## EXERCISE GOAL
The answer must consist of every line from the entries that holds the word "warn".
◇ ◇ ◇ ◇ ◇ ◇ ◇
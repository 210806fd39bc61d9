//! C FFI surface for the threading runtime.
//!
//! All functions use the `strand_` prefix. Thread procedures and
//! [`strand_thread_exit`] use the `C-unwind` ABI because exit is an unwind
//! that has to travel through the host's thread procedure back to the
//! trampoline.

use std::ffi::{CStr, c_char, c_void};

use super::handle::{self, ThreadHandle, ThreadOptions};
use super::lock::RecursiveLock;

/// Host thread procedure: called once with the opaque parameter.
pub type ThreadProc = extern "C-unwind" fn(param: *mut c_void);

/// Opaque host parameter carried to the new thread.
struct HostParam(*mut c_void);

// SAFETY: the host that passes the parameter is responsible for making it
// usable from the new thread.
unsafe impl Send for HostParam {}

impl HostParam {
    fn into_raw(self) -> *mut c_void {
        self.0
    }
}

// ===========================================================================
// Thread management
// ===========================================================================

/// Create a thread running `proc_(param)`.
///
/// If `out_handle` is null the thread runs in self-destruct mode and frees
/// itself when done. Otherwise `*out_handle` receives a handle which must be
/// released with `strand_thread_release`.
///
/// Returns `false` if the native thread could not be created; `*out_handle`
/// is left untouched in that case.
///
/// # Safety
/// `name` must be null or a valid NUL-terminated string. `out_handle` must be
/// null or valid for writes.
#[unsafe(no_mangle)]
pub unsafe extern "C" fn strand_thread_create(
    proc_: Option<ThreadProc>,
    param: *mut c_void,
    out_handle: *mut *mut ThreadHandle,
    name: *const c_char,
) -> bool {
    let Some(proc_) = proc_ else {
        tracing::warn!("strand_thread_create: null thread procedure");
        return false;
    };

    let mut options = ThreadOptions::new();
    if !name.is_null() {
        let name = unsafe { CStr::from_ptr(name) };
        options = options.name(name.to_string_lossy());
    }

    let param = HostParam(param);
    let body = move || proc_(param.into_raw());

    if out_handle.is_null() {
        match ThreadHandle::spawn_detached(options, body) {
            Ok(()) => true,
            Err(err) => {
                tracing::error!(%err, "strand_thread_create failed");
                false
            }
        }
    } else {
        match ThreadHandle::spawn(options, body) {
            Ok(thread) => {
                unsafe { *out_handle = Box::into_raw(Box::new(thread)) };
                true
            }
            Err(err) => {
                tracing::error!(%err, "strand_thread_create failed");
                false
            }
        }
    }
}

/// Block until the thread has finished. The handle stays valid.
///
/// # Safety
/// `ptr` must be a handle returned by `strand_thread_create`.
#[unsafe(no_mangle)]
pub unsafe extern "C" fn strand_thread_join(ptr: *mut ThreadHandle) {
    if ptr.is_null() {
        tracing::warn!("strand_thread_join: null pointer");
        return;
    }
    let thread = unsafe { &mut *ptr };
    thread.join();
}

/// Free a thread handle, joining the thread first if it was not joined.
///
/// # Safety
/// `ptr` must be a handle returned by `strand_thread_create`, not yet released.
#[unsafe(no_mangle)]
pub unsafe extern "C" fn strand_thread_release(ptr: *mut ThreadHandle) {
    if ptr.is_null() {
        tracing::warn!("strand_thread_release: null pointer");
        return;
    }
    drop(unsafe { Box::from_raw(ptr) });
}

/// Terminate the calling thread. Must be called from a thread procedure
/// started by `strand_thread_create`.
#[unsafe(no_mangle)]
pub extern "C-unwind" fn strand_thread_exit() -> ! {
    handle::exit()
}

// ===========================================================================
// Lock operations
// ===========================================================================

/// Create a recursive lock. Free it with `strand_lock_destroy`.
#[unsafe(no_mangle)]
pub extern "C" fn strand_lock_new() -> *mut RecursiveLock {
    Box::into_raw(Box::new(RecursiveLock::new()))
}

/// # Safety
/// `ptr` must be a lock returned by `strand_lock_new`.
#[unsafe(no_mangle)]
pub unsafe extern "C" fn strand_lock_acquire(ptr: *mut RecursiveLock, allow_recursive: bool) {
    if ptr.is_null() {
        tracing::warn!("strand_lock_acquire: null pointer");
        return;
    }
    unsafe { &*ptr }.acquire(allow_recursive);
}

/// # Safety
/// `ptr` must be a lock returned by `strand_lock_new`.
#[unsafe(no_mangle)]
pub unsafe extern "C" fn strand_lock_release(ptr: *mut RecursiveLock, allow_recursive: bool) {
    if ptr.is_null() {
        tracing::warn!("strand_lock_release: null pointer");
        return;
    }
    unsafe { &*ptr }.release(allow_recursive);
}

/// # Safety
/// `ptr` must be a lock returned by `strand_lock_new`.
#[unsafe(no_mangle)]
pub unsafe extern "C" fn strand_lock_wait(ptr: *mut RecursiveLock) {
    if ptr.is_null() {
        tracing::warn!("strand_lock_wait: null pointer");
        return;
    }
    unsafe { &*ptr }.wait_for_signal();
}

/// # Safety
/// `ptr` must be a lock returned by `strand_lock_new`.
#[unsafe(no_mangle)]
pub unsafe extern "C" fn strand_lock_signal(ptr: *mut RecursiveLock) {
    if ptr.is_null() {
        tracing::warn!("strand_lock_signal: null pointer");
        return;
    }
    unsafe { &*ptr }.send_signal();
}

/// Returns `true` if the calling thread holds the lock; `false` otherwise or
/// on null input.
///
/// # Safety
/// `ptr` must be a lock returned by `strand_lock_new`, or null.
#[unsafe(no_mangle)]
pub unsafe extern "C" fn strand_lock_is_owned(ptr: *mut RecursiveLock) -> bool {
    if ptr.is_null() {
        return false;
    }
    unsafe { &*ptr }.is_owned_by_calling_thread()
}

/// Destroy a lock. No thread may hold or wait on it.
///
/// # Safety
/// `ptr` must be a lock returned by `strand_lock_new`, not yet destroyed.
#[unsafe(no_mangle)]
pub unsafe extern "C" fn strand_lock_destroy(ptr: *mut RecursiveLock) {
    if ptr.is_null() {
        tracing::warn!("strand_lock_destroy: null pointer");
        return;
    }
    drop(unsafe { Box::from_raw(ptr) });
}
◇ ◇ ◇ ◇ ◇ ◇ ◇
## ANSWER SECTION
        tracing::warn!("strand_thread_create: null thread procedure");
        tracing::warn!("strand_thread_join: null pointer");
        tracing::warn!("strand_thread_release: null pointer");
        tracing::warn!("strand_lock_acquire: null pointer");
        tracing::warn!("strand_lock_release: null pointer");
        tracing::warn!("strand_lock_wait: null pointer");
        tracing::warn!("strand_lock_signal: null pointer");
        tracing::warn!("strand_lock_destroy: null pointer");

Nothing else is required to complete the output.